[Stored data]
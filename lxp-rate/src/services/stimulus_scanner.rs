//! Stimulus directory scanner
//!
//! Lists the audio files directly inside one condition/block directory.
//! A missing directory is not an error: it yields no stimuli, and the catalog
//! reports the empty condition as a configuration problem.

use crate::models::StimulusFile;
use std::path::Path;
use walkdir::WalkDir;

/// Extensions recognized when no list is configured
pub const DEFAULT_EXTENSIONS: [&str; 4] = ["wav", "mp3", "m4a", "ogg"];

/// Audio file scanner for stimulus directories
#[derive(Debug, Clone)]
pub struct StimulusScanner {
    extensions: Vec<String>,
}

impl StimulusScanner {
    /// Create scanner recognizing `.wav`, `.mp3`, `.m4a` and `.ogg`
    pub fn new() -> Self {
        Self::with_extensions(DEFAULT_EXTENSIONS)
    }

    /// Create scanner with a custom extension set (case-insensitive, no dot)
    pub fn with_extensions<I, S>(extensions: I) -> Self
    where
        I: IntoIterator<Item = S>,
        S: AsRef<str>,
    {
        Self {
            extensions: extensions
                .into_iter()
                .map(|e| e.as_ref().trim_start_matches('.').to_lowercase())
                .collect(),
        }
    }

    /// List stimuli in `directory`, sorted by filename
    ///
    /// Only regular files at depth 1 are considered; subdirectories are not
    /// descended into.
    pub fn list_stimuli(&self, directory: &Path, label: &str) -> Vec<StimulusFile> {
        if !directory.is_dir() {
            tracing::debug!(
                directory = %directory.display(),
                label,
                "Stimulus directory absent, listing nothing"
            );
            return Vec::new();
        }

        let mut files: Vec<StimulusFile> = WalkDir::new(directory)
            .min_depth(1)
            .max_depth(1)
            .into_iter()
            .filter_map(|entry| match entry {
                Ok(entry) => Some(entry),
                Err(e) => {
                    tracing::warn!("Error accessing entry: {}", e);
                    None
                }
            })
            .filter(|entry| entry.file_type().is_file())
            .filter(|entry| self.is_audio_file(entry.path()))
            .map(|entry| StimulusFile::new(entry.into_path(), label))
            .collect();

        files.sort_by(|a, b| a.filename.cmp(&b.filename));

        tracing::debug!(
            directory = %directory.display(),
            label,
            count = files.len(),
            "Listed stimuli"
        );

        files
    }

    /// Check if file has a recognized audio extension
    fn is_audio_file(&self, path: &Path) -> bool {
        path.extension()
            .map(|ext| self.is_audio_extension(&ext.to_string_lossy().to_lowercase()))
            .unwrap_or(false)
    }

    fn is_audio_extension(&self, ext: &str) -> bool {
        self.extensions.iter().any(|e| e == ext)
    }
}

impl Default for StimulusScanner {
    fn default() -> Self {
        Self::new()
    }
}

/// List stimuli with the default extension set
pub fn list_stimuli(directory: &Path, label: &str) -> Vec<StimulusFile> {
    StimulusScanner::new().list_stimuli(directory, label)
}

▸ **PROBLEM TO SOLVE**
Your answer should be one number: the count of lines in the data above that include the word "bool".

▸ **RESULT OF THIS TASK**
2